Do they ever come back to stamp and roar & titter & wave
ghostly bits of lace as they did 86 years ago? And what of the
other people who have lived & worked in the department? As
I sat outside the door of the Linacre Professor of Zoology, I
thought of the long line of illustrious Linacre Professors who
had walked or shambled or strode or crept, each according to his
fashion, past the telephone, long before telephones were invented.
Do the giants of past biology ever come back?'
In October he met Dr Oleg Polunin, the botanist again. It transpired
Polunin had built a shack in the woods at the very back of a sizeable
estate abutting Shotover Common.

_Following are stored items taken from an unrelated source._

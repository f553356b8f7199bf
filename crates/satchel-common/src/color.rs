//! Display colors understood by every rendering backend.

use serde::{Deserialize, Serialize};

/// Named palette color.
#[derive(Debug, Clone, Copy, PartialEq, Eq, Hash, Serialize, Deserialize, Default)]
#[serde(rename_all = "snake_case")]
pub enum Color {
    /// Default text color.
    #[default]
    LightGray,
    /// Disabled text.
    DarkGray,
    /// Emphasis.
    White,
    /// User-assigned hotkeys.
    Yellow,
    /// Collation headers, wielded items.
    LightBlue,
    /// Worn items.
    Cyan,
    /// Non-item rows.
    Magenta,
    /// Over capacity, hide-all override.
    Red,
    /// Show-all override, acceptable trade.
    Green,
    /// Highlight for favorites.
    LightGreen,
    /// Brown, used by some item palettes.
    Brown,
}

impl Color {
    /// RGBA components of this color.
    #[must_use]
    pub const fn rgba(self) -> [u8; 4] {
        match self {
            Self::LightGray => [200, 200, 200, 255],
            Self::DarkGray => [110, 110, 110, 255],
            Self::White => [255, 255, 255, 255],
            Self::Yellow => [240, 220, 60, 255],
            Self::LightBlue => [120, 170, 255, 255],
            Self::Cyan => [70, 210, 210, 255],
            Self::Magenta => [210, 80, 210, 255],
            Self::Red => [230, 60, 60, 255],
            Self::Green => [60, 170, 60, 255],
            Self::LightGreen => [120, 230, 120, 255],
            Self::Brown => [160, 110, 50, 255],
        }
    }
}

#[cfg(test)]
mod tests {
    use super::*;

    #[test]
    fn test_default_color_is_light_gray() {
        assert_eq!(Color::default(), Color::LightGray);
        assert_eq!(Color::White.rgba(), [255, 255, 255, 255]);
    }
}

He was not going to be in Oxford
for two or three years so he offered it to Jock. Though five
miles out of Oxford, this was ideal. It was a place where my
presence, when I finally arrived, would not be advertised. He
moved into it on October 28th. There was an indescribable amount
of mess to clean up. Ivan had a notable aversion to cleaning
anything and over a considerable period a rubbish haul of almost
explosive artistry had accumulated. Jock decided to keep one
souvenir of the haul - two bottles in which were preserved human
foetuses three or four months old - 'A deterrent to boring guests'
he said, arranging them strategically on a shelf near the door.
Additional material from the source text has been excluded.